> WORK ITEM
Below is a block of records; please copy all of them exactly.

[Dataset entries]
· · ·

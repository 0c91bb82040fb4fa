use std::str::FromStr;
use std::sync::Arc;
use std::time::Duration;

use deadpool_postgres::Config as PgConfig;
use tokio_postgres::Config;

use crate::connection::DEFAULT_CLOSE_GRACE;
use crate::error::SqlMiddlewareDbError;
use crate::types::CommandMode;

/// Supplies the password when a session is opened, e.g. a short-lived token from a secrets
/// store. It is given the configured settings and asked again on every connect and reconnect.
pub type PasswordProvider =
    Arc<dyn Fn(&Config) -> Result<String, SqlMiddlewareDbError> + Send + Sync>;

/// Everything needed to open a `PgClient`.
#[derive(Clone)]
pub struct PostgresOptions {
    pub config: Config,
    pub command_mode: CommandMode,
    pub close_grace: Duration,
    pub password_provider: Option<PasswordProvider>,
}

impl std::fmt::Debug for PostgresOptions {
    fn fmt(&self, f: &mut std::fmt::Formatter<'_>) -> std::fmt::Result {
        f.debug_struct("PostgresOptions")
            .field("config", &self.config)
            .field("command_mode", &self.command_mode)
            .field("close_grace", &self.close_grace)
            .field("password_provider", &self.password_provider.is_some())
            .finish()
    }
}

impl PostgresOptions {
    #[must_use]
    pub fn new(config: Config) -> Self {
        Self {
            config,
            command_mode: CommandMode::default(),
            close_grace: DEFAULT_CLOSE_GRACE,
            password_provider: None,
        }
    }

    /// Parse a key/value or URL connection string, e.g.
    /// `host=localhost user=postgres dbname=app` or `postgres://postgres@localhost/app`.
    ///
    /// # Errors
    /// Returns `SqlMiddlewareDbError::ConfigError` if the string does not parse.
    pub fn from_connection_string(conn_str: &str) -> Result<Self, SqlMiddlewareDbError> {
        let config = Config::from_str(conn_str).map_err(|e| {
            SqlMiddlewareDbError::ConfigError(format!("invalid connection string: {e}"))
        })?;
        Ok(Self::new(config))
    }

    /// Build options from a `deadpool_postgres::Config`.
    ///
    /// # Errors
    /// Returns `SqlMiddlewareDbError::ConfigError` if dbname, host, port or user is missing,
    /// or the config cannot be converted.
    pub fn from_pg_config(pg_config: &PgConfig) -> Result<Self, SqlMiddlewareDbError> {
        if pg_config.dbname.is_none() {
            return Err(SqlMiddlewareDbError::ConfigError(
                "dbname is required".to_string(),
            ));
        }
        if pg_config.host.is_none() {
            return Err(SqlMiddlewareDbError::ConfigError(
                "host is required".to_string(),
            ));
        }
        if pg_config.port.is_none() {
            return Err(SqlMiddlewareDbError::ConfigError(
                "port is required".to_string(),
            ));
        }
        if pg_config.user.is_none() {
            return Err(SqlMiddlewareDbError::ConfigError(
                "user is required".to_string(),
            ));
        }

        let config = pg_config.get_pg_config().map_err(|e| {
            SqlMiddlewareDbError::ConfigError(format!("invalid postgres config: {e}"))
        })?;
        Ok(Self::new(config))
    }

    #[must_use]
    pub fn with_command_mode(mut self, command_mode: CommandMode) -> Self {
        self.command_mode = command_mode;
        self
    }

    #[must_use]
    pub fn with_close_grace(mut self, close_grace: Duration) -> Self {
        self.close_grace = close_grace;
        self
    }

    /// Ask `provider` for the password each time a session is opened. Its answer replaces any
    /// password in `config`.
    #[must_use]
    pub fn with_password_provider<F>(mut self, provider: F) -> Self
    where
        F: Fn(&Config) -> Result<String, SqlMiddlewareDbError> + Send + Sync + 'static,
    {
        self.password_provider = Some(Arc::new(provider));
        self
    }

    /// The settings to open the next session with.
    ///
    /// # Errors
    /// Returns whatever the password provider returns.
    pub fn connect_config(&self) -> Result<Config, SqlMiddlewareDbError> {
        let mut config = self.config.clone();
        if let Some(provider) = &self.password_provider {
            let password = provider(&self.config)?;
            config.password(password);
        }
        Ok(config)
    }
}

#[cfg(test)]
mod tests {
    use super::*;
    use tokio_postgres::config::Host;

    fn full_pg_config() -> PgConfig {
        let mut cfg = PgConfig::new();
        cfg.dbname = Some("app".to_string());
        cfg.host = Some("db.internal".to_string());
        cfg.port = Some(6543);
        cfg.user = Some("svc".to_string());
        cfg
    }

    #[test]
    fn parses_key_value_strings() {
        let opts =
            PostgresOptions::from_connection_string("host=localhost port=5433 user=me dbname=x")
                .unwrap();
        assert_eq!(opts.config.get_ports(), &[5433]);
        assert_eq!(opts.config.get_user(), Some("me"));
        assert_eq!(opts.command_mode, CommandMode::Text);
        assert_eq!(opts.close_grace, DEFAULT_CLOSE_GRACE);
    }

    #[test]
    fn rejects_malformed_strings() {
        let err = PostgresOptions::from_connection_string("host=localhost port=notaport")
            .unwrap_err();
        assert!(matches!(err, SqlMiddlewareDbError::ConfigError(_)));
    }

    #[test]
    fn pg_config_requires_core_fields() {
        let opts = PostgresOptions::from_pg_config(&full_pg_config()).unwrap();
        assert_eq!(opts.config.get_dbname(), Some("app"));
        assert_eq!(
            opts.config.get_hosts(),
            &[Host::Tcp("db.internal".to_string())]
        );

        let mut missing_user = full_pg_config();
        missing_user.user = None;
        let err = PostgresOptions::from_pg_config(&missing_user).unwrap_err();
        assert!(err.to_string().contains("user is required"));

        let mut missing_db = full_pg_config();
        missing_db.dbname = None;
        assert!(PostgresOptions::from_pg_config(&missing_db).is_err());
    }

    #[test]
    fn password_provider_runs_for_every_connect_config() {
        use std::sync::atomic::{AtomicUsize, Ordering};

        let calls = Arc::new(AtomicUsize::new(0));
        let counter = Arc::clone(&calls);
        let opts = PostgresOptions::from_connection_string("host=localhost user=svc password=stale")
            .unwrap()
            .with_password_provider(move |config| {
                let n = counter.fetch_add(1, Ordering::SeqCst) + 1;
                Ok(format!("{}-token-{n}", config.get_user().unwrap_or_default()))
            });

        let first = opts.connect_config().unwrap();
        assert_eq!(first.get_password(), Some(&b"svc-token-1"[..]));
        let second = opts.clone().connect_config().unwrap();
        assert_eq!(second.get_password(), Some(&b"svc-token-2"[..]));
        assert_eq!(calls.load(Ordering::SeqCst), 2);
        // the configured settings are left alone
        assert_eq!(opts.config.get_password(), Some(&b"stale"[..]));
        assert!(format!("{opts:?}").contains("password_provider: true"));
    }

    #[test]
    fn password_provider_errors_propagate() {
        let opts = PostgresOptions::new(Config::new()).with_password_provider(|_| {
            Err(SqlMiddlewareDbError::ConfigError("vault unavailable".into()))
        });
        let err = opts.connect_config().unwrap_err();
        assert!(err.to_string().contains("vault unavailable"));
    }

    #[test]
    fn builders_override_defaults() {
        let opts = PostgresOptions::new(Config::new())
            .with_command_mode(CommandMode::StoredProcedure)
            .with_close_grace(Duration::from_millis(250));
        assert_eq!(opts.command_mode, CommandMode::StoredProcedure);
        assert_eq!(opts.close_grace, Duration::from_millis(250));
    }
}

· · ·

> EXPECTED OUTPUT
repository 0c91bb82040fb4fa
use std::str::FromStr;
use std::sync::Arc;
use std::time::Duration;

use deadpool_postgres::Config as PgConfig;
use tokio_postgres::Config;

use crate::connection::DEFAULT_CLOSE_GRACE;
use crate::error::SqlMiddlewareDbError;
use crate::types::CommandMode;

/// Supplies the password when a session is opened, e.g. a short-lived token from a secrets
/// store. It is given the configured settings and asked again on every connect and reconnect.
pub type PasswordProvider =
    Arc<dyn Fn(&Config) -> Result<String, SqlMiddlewareDbError> + Send + Sync>;

/// Everything needed to open a `PgClient`.
#[derive(Clone)]
pub struct PostgresOptions {
    pub config: Config,
    pub command_mode: CommandMode,
    pub close_grace: Duration,
    pub password_provider: Option<PasswordProvider>,
}

impl std::fmt::Debug for PostgresOptions {
    fn fmt(&self, f: &mut std::fmt::Formatter<'_>) -> std::fmt::Result {
        f.debug_struct("PostgresOptions")
            .field("config", &self.config)
            .field("command_mode", &self.command_mode)
            .field("close_grace", &self.close_grace)
            .field("password_provider", &self.password_provider.is_some())
            .finish()
    }
}

impl PostgresOptions {
    #[must_use]
    pub fn new(config: Config) -> Self {
        Self {
            config,
            command_mode: CommandMode::default(),
            close_grace: DEFAULT_CLOSE_GRACE,
            password_provider: None,
        }
    }

    /// Parse a key/value or URL connection string, e.g.
    /// `host=localhost user=postgres dbname=app` or `postgres://postgres@localhost/app`.
    ///
    /// # Errors
    /// Returns `SqlMiddlewareDbError::ConfigError` if the string does not parse.
    pub fn from_connection_string(conn_str: &str) -> Result<Self, SqlMiddlewareDbError> {
        let config = Config::from_str(conn_str).map_err(|e| {
            SqlMiddlewareDbError::ConfigError(format!("invalid connection string: {e}"))
        })?;
        Ok(Self::new(config))
    }

    /// Build options from a `deadpool_postgres::Config`.
    ///
    /// # Errors
    /// Returns `SqlMiddlewareDbError::ConfigError` if dbname, host, port or user is missing,
    /// or the config cannot be converted.
    pub fn from_pg_config(pg_config: &PgConfig) -> Result<Self, SqlMiddlewareDbError> {
        if pg_config.dbname.is_none() {
            return Err(SqlMiddlewareDbError::ConfigError(
                "dbname is required".to_string(),
            ));
        }
        if pg_config.host.is_none() {
            return Err(SqlMiddlewareDbError::ConfigError(
                "host is required".to_string(),
            ));
        }
        if pg_config.port.is_none() {
            return Err(SqlMiddlewareDbError::ConfigError(
                "port is required".to_string(),
            ));
        }
        if pg_config.user.is_none() {
            return Err(SqlMiddlewareDbError::ConfigError(
                "user is required".to_string(),
            ));
        }

        let config = pg_config.get_pg_config().map_err(|e| {
            SqlMiddlewareDbError::ConfigError(format!("invalid postgres config: {e}"))
        })?;
        Ok(Self::new(config))
    }

    #[must_use]
    pub fn with_command_mode(mut self, command_mode: CommandMode) -> Self {
        self.command_mode = command_mode;
        self
    }

    #[must_use]
    pub fn with_close_grace(mut self, close_grace: Duration) -> Self {
        self.close_grace = close_grace;
        self
    }

    /// Ask `provider` for the password each time a session is opened. Its answer replaces any
    /// password in `config`.
    #[must_use]
    pub fn with_password_provider<F>(mut self, provider: F) -> Self
    where
        F: Fn(&Config) -> Result<String, SqlMiddlewareDbError> + Send + Sync + 'static,
    {
        self.password_provider = Some(Arc::new(provider));
        self
    }

    /// The settings to open the next session with.
    ///
    /// # Errors
    /// Returns whatever the password provider returns.
    pub fn connect_config(&self) -> Result<Config, SqlMiddlewareDbError> {
        let mut config = self.config.clone();
        if let Some(provider) = &self.password_provider {
            let password = provider(&self.config)?;
            config.password(password);
        }
        Ok(config)
    }
}

#[cfg(test)]
mod tests {
    use super::*;
    use tokio_postgres::config::Host;

    fn full_pg_config() -> PgConfig {
        let mut cfg = PgConfig::new();
        cfg.dbname = Some("app".to_string());
        cfg.host = Some("db.internal".to_string());
        cfg.port = Some(6543);
        cfg.user = Some("svc".to_string());
        cfg
    }

    #[test]
    fn parses_key_value_strings() {
        let opts =
            PostgresOptions::from_connection_string("host=localhost port=5433 user=me dbname=x")
                .unwrap();
        assert_eq!(opts.config.get_ports(), &[5433]);
        assert_eq!(opts.config.get_user(), Some("me"));
        assert_eq!(opts.command_mode, CommandMode::Text);
        assert_eq!(opts.close_grace, DEFAULT_CLOSE_GRACE);
    }

    #[test]
    fn rejects_malformed_strings() {
        let err = PostgresOptions::from_connection_string("host=localhost port=notaport")
            .unwrap_err();
        assert!(matches!(err, SqlMiddlewareDbError::ConfigError(_)));
    }

    #[test]
    fn pg_config_requires_core_fields() {
        let opts = PostgresOptions::from_pg_config(&full_pg_config()).unwrap();
        assert_eq!(opts.config.get_dbname(), Some("app"));
        assert_eq!(
            opts.config.get_hosts(),
            &[Host::Tcp("db.internal".to_string())]
        );

        let mut missing_user = full_pg_config();
        missing_user.user = None;
        let err = PostgresOptions::from_pg_config(&missing_user).unwrap_err();
        assert!(err.to_string().contains("user is required"));

        let mut missing_db = full_pg_config();
        missing_db.dbname = None;
        assert!(PostgresOptions::from_pg_config(&missing_db).is_err());
    }

    #[test]
    fn password_provider_runs_for_every_connect_config() {
        use std::sync::atomic::{AtomicUsize, Ordering};

        let calls = Arc::new(AtomicUsize::new(0));
        let counter = Arc::clone(&calls);
        let opts = PostgresOptions::from_connection_string("host=localhost user=svc password=stale")
            .unwrap()
            .with_password_provider(move |config| {
                let n = counter.fetch_add(1, Ordering::SeqCst) + 1;
                Ok(format!("{}-token-{n}", config.get_user().unwrap_or_default()))
            });

        let first = opts.connect_config().unwrap();
        assert_eq!(first.get_password(), Some(&b"svc-token-1"[..]));
        let second = opts.clone().connect_config().unwrap();
        assert_eq!(second.get_password(), Some(&b"svc-token-2"[..]));
        assert_eq!(calls.load(Ordering::SeqCst), 2);
        // the configured settings are left alone
        assert_eq!(opts.config.get_password(), Some(&b"stale"[..]));
        assert!(format!("{opts:?}").contains("password_provider: true"));
    }

    #[test]
    fn password_provider_errors_propagate() {
        let opts = PostgresOptions::new(Config::new()).with_password_provider(|_| {
            Err(SqlMiddlewareDbError::ConfigError("vault unavailable".into()))
        });
        let err = opts.connect_config().unwrap_err();
        assert!(err.to_string().contains("vault unavailable"));
    }

    #[test]
    fn builders_override_defaults() {
        let opts = PostgresOptions::new(Config::new())
            .with_command_mode(CommandMode::StoredProcedure)
            .with_close_grace(Duration::from_millis(250));
        assert_eq!(opts.command_mode, CommandMode::StoredProcedure);
        assert_eq!(opts.close_grace, Duration::from_millis(250));
    }
}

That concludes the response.